3. Sistemas de riesgo limitado. Estos deben ser transparentes y permitir a los usuarios tomar decisiones informadas. Eso significa que los usuarios deben estar informados de que están interactuando con una IA, salvo en aquellas situaciones en las que resulte evidente. Esto incluye los sistemas de IA que generan o manipulan contenidos de imagen, audio o vídeo (por ejemplo, deepfakes). Todos estos contenidos deberán etiquetarse como generados por IA.

4. Sistemas de riesgo mínimo. La gran mayoría de los sistemas de IA que se usan actualmente en la UE entran en esta categoría, por lo que nada cambiará para ellos en cuanto a requisitos legales. La nueva Ley permite el libre uso de este tipo de sistemas que incluye los que se integran en sistemas de filtrado de spam para el correo electrónico o los que contienen algunos videojuegos.
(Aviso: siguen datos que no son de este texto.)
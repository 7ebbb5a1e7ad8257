/// Builds the `/system/bin/sh` collector pushed to the device.
///
/// It only reads `/proc` and appends one CSV row per interval, so the device
/// pays almost nothing for being watched:
/// `HH:MM:SS,utime,stime,sys_total,sys_idle`.
pub fn device_script(package: &str, duration_secs: u64, interval_secs: u64, output: &str) -> String {
    format!(
        r#"#!/system/bin/sh
DURATION={duration_secs}
INTERVAL={interval_secs}
PKG="{package}"
OUT="{output}"

PID=$(pidof $PKG)
if [ -z "$PID" ]; then
    echo "App not running"
    exit 1
fi
set -- $PID
PID=$1

echo "timestamp,proc_utime,proc_stime,sys_total,sys_idle" > $OUT

END=$(($(date +%s) + DURATION))

while [ $(date +%s) -lt $END ]; do
    if [ -f /proc/$PID/stat ]; then
        read -r PSTAT < /proc/$PID/stat
        UTIME=$(echo "$PSTAT" | cut -d' ' -f14)
        STIME=$(echo "$PSTAT" | cut -d' ' -f15)

        read -r CSTAT < /proc/stat
        set -- $CSTAT
        shift
        SYS_TOTAL=$(($1 + $2 + $3 + $4 + $5 + $6 + $7))
        SYS_IDLE=$4

        TS=$(date +%H:%M:%S)
        echo "$TS,$UTIME,$STIME,$SYS_TOTAL,$SYS_IDLE"
        echo "$TS,$UTIME,$STIME,$SYS_TOTAL,$SYS_IDLE" >> $OUT
    else
        echo "Process died"
        break
    fi

    sleep $INTERVAL
done

echo "Done"
"#
    )
}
A mayor riesgo mayor bloqueo y menos posibilidades de usar esa IA. Las multas por presentar información inexacta o engañosa a las autoridades serán de hasta 7,5 millones de euros o el 1% de la facturación global de las empresas, mientras que por no respetar prácticas prohibidas pueden llegar a los 35 millones de euros o el 7% del volumen mundial de negocios, lo que sea mayor. Para las pymes, se aplicaría la sanción menor.

Apoyo a la innovación y a las pymes europeas

La norma advierte también de la necesidad de poner a disposición de las pymes y de las empresas emergentes espacios controlados de pruebas y ensayos en condiciones reales a nivel nacional para que puedan desarrollar y entrenar la IA innovadora antes de su comercialización.

El impacto en startups locales fue un punto sensible a la hora de negociar la ley, sobre todo, para Francia y Alemania que rechazaban afectar a sus empresas nacionales.